Department of Pediatric Nephrology, Children's Hospital Medical Center, School of Medicine, Tehran University of Medical Sciences, Tehran, Iran.
Pediatr Nephrol. 2012 Jan;27(1):95-9. doi: 10.1007/s00467-011-1936-4. Epub 2011 Aug 4.
Urolithiasis is relatively common in children, and identifiable predisposing factors for stone formation, including metabolic and structural derangements, can be established in most cases.
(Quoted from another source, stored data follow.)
impl<'a> StyleBuilder<'a> {
    pub fn new(base: &'a NodeBase, emitter: &'a dyn Emitter) -> Self {
        Self {
            base,
            emitter,
            width: base.width,
            height: base.height,
            styles: StyleDescriptor::new(),
        }
    }

    /// Override the bounds used for sizing, e.g. for lines.
    pub fn with_bounds(mut self, width: f64, height: f64) -> Self {
        self.width = width;
        self.height = height;
        self
    }

    /// Size, position and blend. Coordinates are emitted only under an
    /// absolutely positioning parent; flow children get flex-relative sizes.
    pub fn position_styles(&mut self, parent: Parent<'_>, hug: Hug) -> &mut Self {
        self.size_styles(parent, hug);
        if let Parent::Absolute(origin) = parent {
            let at = DVec2::new(self.base.x, self.base.y) - origin;
            self.emitter.position(at.x, at.y, &mut self.styles);
        }
        self.blend_styles()
    }

    pub fn size_styles(&mut self, parent: Parent<'_>, hug: Hug) -> &mut Self {
        let (fill_width, fill_height, parent_direction) = match parent {
            Parent::Flow(flow) => {
                let grow = self.base.layout_grow > 0.0;
                let stretch = self.base.layout_align == LayoutAlign::Stretch;
                match flow.direction {
                    Direction::Row => (grow, stretch, Some(Direction::Row)),
                    Direction::Column => (stretch, grow, Some(Direction::Column)),
                }
            }
            Parent::Root | Parent::Absolute(_) => (false, false, None),
        };

        let dimension = |fill: bool, hug: bool, value: f64| {
            if fill {
                Dimension::Fill
            } else if hug {
                Dimension::Hug
            } else {
                Dimension::Fixed(value)
            }
        };

        let size = SizeDescriptor {
            width: dimension(fill_width, hug.width, self.width),
            height: dimension(fill_height, hug.height, self.height),
            parent_direction,
        };
        self.emitter.size(&size, &mut self.styles);
        self
    }

    /// Opacity and rotation, when they differ from the defaults.
    pub fn blend_styles(&mut self) -> &mut Self {
        let opacity = self.base.opacity.clamp(0.0, 1.0);
        if opacity < 1.0 || self.base.rotation != 0.0 {
            self.emitter
                .blend(opacity, self.base.rotation, &mut self.styles);
        }
        self
    }

    /// Background, radius, border, shadows and blur.
    pub fn shape_styles(&mut self, kind: ShapeKind) -> &mut Self {
        if kind != ShapeKind::Image {
            if let Some(paint) = top_paint(&self.base.fills, None) {
                self.emitter
                    .background(&paint, self.width, self.height, &mut self.styles);
            }
        }
        if let Some(radius) = radius_descriptor(self.base, kind == ShapeKind::Ellipse) {
            self.emitter
                .radius(&radius, self.width, self.height, &mut self.styles);
        }
        if let Some(stroke) = stroke_descriptor(self.base) {
            self.emitter.border(&stroke, &mut self.styles);
        }
        let shadows = box_shadows(self.base);
        if !shadows.is_empty() {
            self.emitter.shadows(&shadows, &mut self.styles);
        }
        let blur = blur_descriptor(self.base);
        if !blur.is_empty() {
            self.emitter.blur(&blur, &mut self.styles);
        }
        self
    }

    /// A line drawn as a bar filled with its stroke colour.
    pub fn line_styles(&mut self) -> &mut Self {
        if let Some(paint) = top_paint(&self.base.strokes, None) {
            self.emitter
                .background(&paint, self.width, self.height, &mut self.styles);
        }
        self
    }

    pub fn clip_styles(&mut self, clips_content: bool) -> &mut Self {
        if clips_content {
            self.emitter.clip(&mut self.styles);
        }
        self
    }

    /// Arrangement of the node's own children.
    pub fn layout_styles(&mut self, decision: &LayoutDecision, has_children: bool) -> &mut Self {
        match decision {
            LayoutDecision::ExplicitFlow(flow) => self.emitter.flow(flow, &mut self.styles),
            LayoutDecision::Absolute if has_children => {
                self.emitter.absolute_container(&mut self.styles)
            }
            LayoutDecision::Absolute => {}
        }
        self
    }

    /// Marks the node as the origin for absolutely positioned children,
    /// without replacing a position it already has.
    pub fn absolute_container(&mut self) -> &mut Self {
        self.emitter.absolute_container(&mut self.styles);
        self
    }

    /// Font, decoration and colour of one style run. The run's own fill
    /// wins over the node's.
    pub fn typography(&mut self, run: &TextSegment) -> &mut Self {
        let fill = retrieve_top_fill(&run.fills)
            .or_else(|| retrieve_top_fill(&self.base.fills))
            .and_then(|paint| match top_paint(std::slice::from_ref(paint), None) {
                Some(PaintDescriptor::Solid { color, opacity }) => Some((color, opacity)),
                _ => None,
            });
        self.emitter.typography(run, fill, &mut self.styles);
        self
    }

    pub fn text_align(&mut self, node: &TextNode) -> &mut Self {
        self.emitter.text_align(
            node.text_align_horizontal,
            node.text_align_vertical,
            &mut self.styles,
        );
        self
    }

    /// Merge arbitrary properties in, overwriting on conflict.
    pub fn add_styles(&mut self, styles: &StyleDescriptor) -> &mut Self {
        self.styles.merge(styles);
        self
    }

    /// No step has added anything.
    pub fn is_empty(&self) -> bool {
        self.styles.is_empty()
    }

    /// Serialized attributes with `extra` merged on top. Empty when no
    /// property was added.
    pub fn build(&self, extra: &StyleDescriptor) -> String {
        let mut styles = self.styles.clone();
        styles.merge(extra);
        if styles.is_empty() {
            return String::new();
        }
        self.emitter.attributes(&styles)
    }

    pub fn finish(self) -> StyleDescriptor {
        self.styles
    }
}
Vesicoureteral reflux (VUR) is a common cause of kidney stone formation. The pathophysiological mechanism of urolithiasis in reflux is related to urinary tract infection and urinary stasis, both of which promote urinary crystal formation, but metabolic causes, such as crystallurias (mostly hypercalciuria), may also be involved in this process. However, few studies on urinary calcium and uric acid excretion in children with VUR have been conducted. We have studied the frequency of hypercalciuria and hyperuricosuria in children with VUR and compared the results with those from a control group. The VUR group comprised 108 children with VUR (19 boys, 89 girls; age range 3 months to 12 years), and the control group comprised 110 healthy children without any history of reflux or urinary tract infection (30 boys, 80 girls; age range 2 months to 12 years). Fasting urine was analyzed for the calcium/creatinine (Ca/Cr) and uric acid/creatinine (UA/Cr) ratios. Hypercalciuria was more frequently diagnosed in the VUR patients than in the control group (21.3 vs. 3.6%; P = 0.0001). Significant differences between the two groups were also found for the mean Ca/Cr and UA/Cr ratios (P = 0.0001 and P = 0.0001, respectively). No differences were found in the urinary Ca/Cr or UA/Cr ratios related to VUR grading or unilateral/bilateral VUR in the patient group, with the exception of those for hypercalciuria and mild VUR (P = 0.03). The association of urinary stones and microlithiasis in the VUR group was 29.6%. Our results demonstrate that the frequency of hypercalciuria and hyperuricosuria was higher in pediatric patients with VUR than in healthy children. Knowing this relationship, preventive and therapeutic interventions for stone formation in VUR could be greatly expanded.
尿石症在儿童中较为常见,大多数情况下可以确定结石形成的可识别诱发因素,包括代谢和结构紊乱。 膀胱输尿管反流 (VUR) 是肾结石形成的常见原因。 反流性尿石症的病理生理机制与尿路感染和尿潴留有关,这两者都促进了尿结晶的形成,但代谢原因,如结晶尿(主要是高钙尿症),也可能参与这一过程。 然而,关于 VUR 儿童尿钙和尿酸排泄的研究很少。 我们研究了 VUR 患儿高钙尿症和高尿酸尿症的发生率,并将结果与对照组进行了比较。 VUR 组包括 108 例 VUR 患儿(男 19 例,女 89 例;年龄 3 个月至 12 岁),对照组包括 110 例无反流或尿路感染史的健康儿童(男 30 例,女 80 例;年龄 2 个月至 12 岁)。 空腹尿液用于分析钙/肌酐 (Ca/Cr) 和尿酸/肌酐 (UA/Cr) 比值。 VUR 患儿高钙尿症的诊断频率高于对照组(21.3%比 3.6%;P=0.0001)。 两组间 Ca/Cr 和 UA/Cr 比值的平均值也存在显著差异(P=0.0001 和 P=0.0001)。 除了高钙尿症和轻度 VUR 外(P=0.03),在患者组中,VUR 分级或单侧/双侧 VUR 与尿钙或 UA/Cr 比值无差异。 VUR 组尿路结石和微结石的关联率为 29.6%。 我们的结果表明,VUR 患儿高钙尿症和高尿酸尿症的发生率高于健康儿童。 了解这种关系,可以大大扩展 VUR 中结石形成的预防和治疗干预措施。